31. L'intéressé réclame, au vu d'une estimation personnelle fondée sur les montants d'aide juridictionnelle appliqués en France, une somme totale de 12 749 FRF pour le remboursement de ses frais devant les juridictions internes de l'ordre judiciaire et la Cour.


32. Le Gouvernement ne se prononce pas.


33. La Cour constate que le requérant ne produit pas de justificatifs. Il convient donc de rejeter ses demandes de ce chef.


C. Intérêts moratoires


34. Selon les informations dont dispose la Cour, le taux d'intérêt légal applicable en France à la date d'adoption du présent arrêt est de 4,26 % l'an.


PAR CES MOTIFS, LA COUR, À L'UNANIMITÉ,


1. Dit qu'il y a eu violation de l'article 6 § 1 de la Convention ;


2. Dit


a) que l'Etat défendeur doit verser au requérant, dans les trois mois à compter du jour où l'arrêt sera devenu définitif conformément à l'article 44 § 2 de la Convention, 6000 EUR (six mille euros) pour dommage moral ;


b) que ce montant sera à majorer d'un intérêt simple de 4,26 % l'an à compter de l'expiration dudit délai et jusqu'au versement ;


3. Rejette la demande de satisfaction équitable pour le surplus.

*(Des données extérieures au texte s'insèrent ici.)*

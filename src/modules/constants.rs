//! Plugin constants and default values.

/// Name of the external client binary used to mount and unmount volumes.
pub const CLIENT_BINARY: &str = "nfsclient";

/// Default port of the remote filesystem provider.
pub const DEFAULT_PROVIDER_PORT: &str = "5555";

/// File name of the persisted registry snapshot, relative to the plugin root.
pub const STATE_FILE: &str = "netvol-state.json";

/// Directory under the plugin root where mountpoints are created.
pub const VOLUMES_DIR: &str = "volumes";
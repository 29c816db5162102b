#![no_main]
use libfuzzer_sys::fuzz_target;
use netvol::modules::volume::VolumeRecord;
use std::collections::HashMap;
use std::path::Path;

fuzz_target!(|data: &[u8]| {
    if let Ok(options_str) = std::str::from_utf8(data) {
        // Try to parse as a creation option map
        if let Ok(options) = serde_json::from_str::<HashMap<String, String>>(options_str) {
            // Parsing must reject bad options, never panic
            let _ = VolumeRecord::from_options(&options, Path::new("/tmp/fuzz_volumes"));
        }
    }
});
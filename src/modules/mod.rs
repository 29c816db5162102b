//! Core plugin modules.
//!
//! This module provides the main components of the volume plugin:
//!
//! - `constants`: Plugin constants and default values
//! - `volume`: Volume data model and creation-option parsing
//! - `mountpoint`: Deterministic mountpoint derivation
//! - `command`: External client argument construction
//! - `state`: Durable registry snapshots
//! - `executor`: External mount client invocation
//! - `driver`: Reference-counted volume lifecycle driver
//! - `dispatch`: Plugin-protocol request/response boundary
//! - `error`: Driver error types

pub mod command;
pub mod constants;
pub mod dispatch;
pub mod driver;
pub mod error;
pub mod executor;
pub mod mountpoint;
pub mod state;
pub mod volume;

Fait en français, puis communiqué par écrit le 16 avril 2002 en application de l'article 77 §§ 2 et 3 du règlement.


S. Dollé L. Loucaides Greffière Président


Au présent arrêt se trouve joint, conformément aux articles 45 § 2 de la Convention et 74 § 2 du règlement, l'exposé de l'opinion concordante séparée de M. Loucaides.


L.L.


S.D.


OPINION CONCORDANTE DE M. LE JUGE LOUCAIDES


(Traduction)


Je souscris à la conclusion de la majorité selon laquelle il y a eu violation de l'article 6 § 1 de la Convention en l'espèce et partage le raisonnement exposé au paragraphe 25 de l'arrêt.


Toutefois, je n'approuve pas la démarche de la majorité consistant à prendre en compte la durée totale des deux procédures engagées par le requérant à la suite de son licenciement pour motif économique. Il s'agissait de deux procédures séparées, qui se sont déroulées devant des juridictions différentes et étaient régies par des règles procédurales comme par des dispositions juridiques distinctes.


Le fait qu'elles aient toutes deux visé un même but, à savoir l'annulation des effets du licenciement et la réintégration de l'intéressé, ne justifie pas de les considérer comme une seule et même procédure pour rechercher s'il y a eu des retards excessifs au regard de l'article 6 § 1 de la Convention.